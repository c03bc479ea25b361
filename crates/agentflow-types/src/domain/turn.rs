use std::path::PathBuf;
use std::sync::Arc;

use tokio_util::sync::CancellationToken;

use super::message::MessageId;
use super::project::{ProjectId, UserId};
use super::session::SessionId;
use super::vendor::FinishReason;

/// Inputs to one call to the Orchestrator's `run` (spec.md §4.4).
#[derive(Clone)]
pub struct TurnRequest {
    pub project_id: ProjectId,
    pub project_root: PathBuf,
    pub session_id: SessionId,
    pub user_id: UserId,
    pub can_execute_code: bool,
    pub utterance: String,
    pub vendor: Option<String>,
    pub model: Option<String>,
    pub credential: String,
    pub agent_name: Option<String>,
    pub prompt_override: Option<String>,
    pub step_ceiling_override: Option<u32>,
    pub temperature_override: Option<f32>,
    pub tool_allow_list: Option<Vec<String>>,
    pub cancellation: CancellationToken,
    pub observer: Arc<dyn Fn(crate::event::BroadcastEvent) + Send + Sync>,
}

/// Result returned by a completed turn (spec.md §3, §4.4).
#[derive(Debug, Clone)]
pub struct TurnResult {
    pub assistant_message_id: MessageId,
    pub finish_reason: FinishReason,
    pub input_tokens: u64,
    pub output_tokens: u64,
    pub cost: f64,
}

/// Context handed to every tool binding's `invoke` (spec.md §4.4 step 8,
/// §6 Tool binding interface).
#[derive(Clone)]
pub struct ToolExecutionContext {
    pub project_id: ProjectId,
    pub project_root: PathBuf,
    pub session_id: SessionId,
    pub assistant_message_id: MessageId,
    pub user_id: UserId,
    pub cancellation: CancellationToken,
}
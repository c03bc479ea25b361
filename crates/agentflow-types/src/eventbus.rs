//! Event bus interface (spec.md §6): `publish(projectId, event)`,
//! best-effort. A failure to deliver must never abort turn processing —
//! callers that need that guarantee should catch and log, not propagate.

use async_trait::async_trait;

use crate::domain::ProjectId;
use crate::event::BroadcastEvent;

#[async_trait]
pub trait EventBus: Send + Sync {
    async fn publish(&self, project_id: ProjectId, event: BroadcastEvent);
}
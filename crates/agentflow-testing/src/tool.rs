//! Fake `ToolBinding`/`ToolRegistry` implementations for exercising the
//! tool-calling path in orchestrator and stream-processor tests without a
//! real Tool Registry (spec.md §6 Tool binding interface; spec.md §1
//! Deliberately out of scope — no production tool lives in this
//! workspace).

use std::sync::Arc;

use agentflow_types::{CoreError, Result, ToolBinding, ToolExecutionContext, ToolRegistry};
use async_trait::async_trait;
use serde_json::{json, Value};

/// Echoes its `input` back as `{"echoed": input}`, unless `input.fail` is
/// `true`, in which case it returns a `ToolInvocationError`. Lets a test
/// drive both the success and failure branches of a tool call through the
/// Stream Processor.
#[derive(Debug, Clone)]
pub struct EchoToolBinding {
    name: String,
    requires_code_execution: bool,
}

impl EchoToolBinding {
    pub fn new(name: impl Into<String>) -> Self {
        Self { name: name.into(), requires_code_execution: false }
    }

    pub fn requiring_code_execution(name: impl Into<String>) -> Self {
        Self { name: name.into(), requires_code_execution: true }
    }
}

#[async_trait]
impl ToolBinding for EchoToolBinding {
    fn name(&self) -> &str {
        &self.name
    }

    fn description(&self) -> &str {
        "echoes its input back, for tests"
    }

    fn input_schema(&self) -> Value {
        json!({ "type": "object", "additionalProperties": true })
    }

    fn requires_code_execution(&self) -> bool {
        self.requires_code_execution
    }

    async fn invoke(&self, input: Value) -> Result<Value> {
        if input.get("fail").and_then(Value::as_bool).unwrap_or(false) {
            return Err(CoreError::ToolInvocationError {
                tool: self.name.clone(),
                message: "EchoToolBinding asked to fail".to_string(),
            });
        }
        Ok(json!({ "echoed": input }))
    }
}

/// A `ToolRegistry` over a fixed set of bindings supplied at construction,
/// ignoring `ToolExecutionContext` — tests that need a context-sensitive
/// fake should implement `ToolRegistry` directly instead.
#[derive(Clone)]
pub struct StubToolRegistry {
    names: Vec<String>,
    requires_code_execution: Vec<String>,
}

impl StubToolRegistry {
    pub fn new(names: impl IntoIterator<Item = impl Into<String>>) -> Self {
        Self { names: names.into_iter().map(Into::into).collect(), requires_code_execution: Vec::new() }
    }

    /// Marks the given already-registered names as requiring the caller's
    /// code-execution permission.
    pub fn with_code_execution_required(mut self, names: impl IntoIterator<Item = impl Into<String>>) -> Self {
        self.requires_code_execution = names.into_iter().map(Into::into).collect();
        self
    }
}

impl ToolRegistry for StubToolRegistry {
    fn known_tool_names(&self) -> Vec<String> {
        self.names.clone()
    }

    fn bind(&self, names: &[String], _ctx: ToolExecutionContext) -> Vec<Arc<dyn ToolBinding>> {
        names
            .iter()
            .filter(|name| self.names.contains(name))
            .map(|name| {
                let binding = if self.requires_code_execution.contains(name) {
                    EchoToolBinding::requiring_code_execution(name.clone())
                } else {
                    EchoToolBinding::new(name.clone())
                };
                Arc::new(binding) as Arc<dyn ToolBinding>
            })
            .collect()
    }
}

#[cfg(test)]
mod tests {
    use super::*;
    use std::path::PathBuf;
    use tokio_util::sync::CancellationToken;
    use uuid::Uuid;

    fn sample_ctx() -> ToolExecutionContext {
        ToolExecutionContext {
            project_id: Uuid::new_v4(),
            project_root: PathBuf::from("/tmp/project"),
            session_id: Uuid::new_v4(),
            assistant_message_id: Uuid::new_v4(),
            user_id: "user-1".to_string(),
            cancellation: CancellationToken::new(),
        }
    }

    #[tokio::test]
    async fn echo_tool_echoes_input() {
        let tool = EchoToolBinding::new("read");
        let result = tool.invoke(json!({"path": "a.rs"})).await.unwrap();
        assert_eq!(result, json!({"echoed": {"path": "a.rs"}}));
    }

    #[tokio::test]
    async fn echo_tool_fails_on_request() {
        let tool = EchoToolBinding::new("read");
        let result = tool.invoke(json!({"fail": true})).await;
        assert!(matches!(result, Err(CoreError::ToolInvocationError { .. })));
    }

    #[test]
    fn stub_registry_binds_only_known_names() {
        let registry = StubToolRegistry::new(["read", "grep"]);
        let bound = registry.bind(&["read".to_string(), "unknown".to_string()], sample_ctx());
        assert_eq!(bound.len(), 1);
        assert_eq!(bound[0].name(), "read");
    }

    #[test]
    fn stub_registry_marks_requested_tools_as_requiring_code_execution() {
        let registry = StubToolRegistry::new(["bash"]).with_code_execution_required(["bash"]);
        let bound = registry.bind(&["bash".to_string()], sample_ctx());
        assert!(bound[0].requires_code_execution());
    }
}
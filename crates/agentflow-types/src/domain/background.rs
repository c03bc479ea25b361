use super::session::SessionId;
use tokio_util::sync::CancellationToken;

/// A sub-agent launched with `runInBackground: true`, tracked in the
/// process-wide registry owned by the Sub-Agent Runner (spec.md §3, §4.6).
///
/// Not serialisable: it holds a live cancellation handle and a join handle
/// to the detached task, both process-local.
pub struct BackgroundTask {
    pub child_session_id: SessionId,
    pub cancellation: CancellationToken,
    pub handle: tokio::task::JoinHandle<()>,
}

impl BackgroundTask {
    pub fn cancel(&self) {
        self.cancellation.cancel();
    }

    pub fn is_finished(&self) -> bool {
        self.handle.is_finished()
    }
}
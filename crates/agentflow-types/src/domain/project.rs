use std::path::PathBuf;
use uuid::Uuid;

pub type ProjectId = Uuid;
pub type UserId = String;

/// The project a turn runs against: an external project record plus the
/// filesystem root tool bindings are rooted at (spec.md §4.4 inputs).
#[derive(Debug, Clone)]
pub struct ProjectContext {
    pub project_id: ProjectId,
    pub root: PathBuf,
}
——
— What the task asks —
Search the material above for lines containing the string "true", then pull them out.

— Response below —
/// `true`, in which case it returns a `ToolInvocationError`. Lets a test
        Self { name: name.into(), requires_code_execution: true }
        json!({ "type": "object", "additionalProperties": true })
        let result = tool.invoke(json!({"fail": true})).await;
/// A sub-agent launched with `runInBackground: true`, tracked in the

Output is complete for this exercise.